Everything from the first line of the material below through the line containing "we expect it." is to be printed exactly, and nothing more.

_DATA SUPPLIED_:

☆ ☆ ☆

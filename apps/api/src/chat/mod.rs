//! Chat relay: turns a user's question into a prompt, runs it through the
//! remote conversational flow and hands back a single line of text.
//!
//! `ChatFlow` is the seam to the flow service; `AppState` carries an
//! `Arc<dyn ChatFlow>` (default: `LangflowClient`).

use async_trait::async_trait;
use serde::Serialize;
use serde_json::Value;
use tracing::warn;

use crate::errors::AppError;

pub mod client;
pub mod handlers;
pub mod prompts;

pub use client::{ChatError, LangflowClient};

/// Returned when the flow answers but the text is not where we expect it.
pub const NO_RESPONSE: &str = "No response found.";
const RESPONSE_TEXT_PATH: &str = "/outputs/0/outputs/0/results/message/text";

#[async_trait]
pub trait ChatFlow: Send + Sync {
    /// Runs the flow with a chat-typed input and returns the raw response body.
    async fn run(&self, prompt: &str) -> Result<Value, ChatError>;
}

/// Outcome of one relay. Remote failures are carried in-band, never as an
/// HTTP error status.
#[derive(Debug, Clone, PartialEq, Eq, Serialize)]
pub enum ChatReply {
    #[serde(rename = "response")]
    Response(String),
    #[serde(rename = "error")]
    Error(String),
}

/// Validates the inputs, then relays the question to the flow.
///
/// A `name` or `message` that is missing or empty (`null`, `""`, `false`, `0`,
/// `[]`, `{}`) fails with `AppError::Validation` before any remote call is
/// made. Non-string values are written into the prompt as JSON text.
pub async fn relay(
    flow: &dyn ChatFlow,
    name: &Value,
    message: &Value,
) -> Result<ChatReply, AppError> {
    if !is_present(name) || !is_present(message) {
        return Err(AppError::Validation(
            "Name and message are required".to_string(),
        ));
    }

    let prompt = prompts::build_astrologer_prompt(&prompt_text(name), &prompt_text(message));

    match flow.run(&prompt).await {
        Ok(body) => Ok(ChatReply::Response(extract_text(&body))),
        Err(e) => {
            warn!("Chat flow failed: {e}");
            Ok(ChatReply::Error(e.to_string()))
        }
    }
}

fn is_present(value: &Value) -> bool {
    match value {
        Value::Null => false,
        Value::Bool(b) => *b,
        Value::Number(n) => n.as_f64() != Some(0.0),
        Value::String(s) => !s.is_empty(),
        Value::Array(items) => !items.is_empty(),
        Value::Object(map) => !map.is_empty(),
    }
}

fn prompt_text(value: &Value) -> String {
    match value {
        Value::String(s) => s.clone(),
        other => other.to_string(),
    }
}

/// Reads `outputs[0].outputs[0].results.message.text`, falling back to
/// `NO_RESPONSE` when any step is missing.
fn extract_text(body: &Value) -> String {
    body.pointer(RESPONSE_TEXT_PATH)
        .and_then(Value::as_str)
        .unwrap_or(NO_RESPONSE)
        .to_string()
}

☆ ☆ ☆

_SOLUTION TO THIS TASK_:
filename apps/api/src/chat/mod.rs
//! Chat relay: turns a user's question into a prompt, runs it through the
//! remote conversational flow and hands back a single line of text.
//!
//! `ChatFlow` is the seam to the flow service; `AppState` carries an
//! `Arc<dyn ChatFlow>` (default: `LangflowClient`).

use async_trait::async_trait;
use serde::Serialize;
use serde_json::Value;
use tracing::warn;

use crate::errors::AppError;

pub mod client;
pub mod handlers;
pub mod prompts;

pub use client::{ChatError, LangflowClient};

/// Returned when the flow answers but the text is not where we expect it.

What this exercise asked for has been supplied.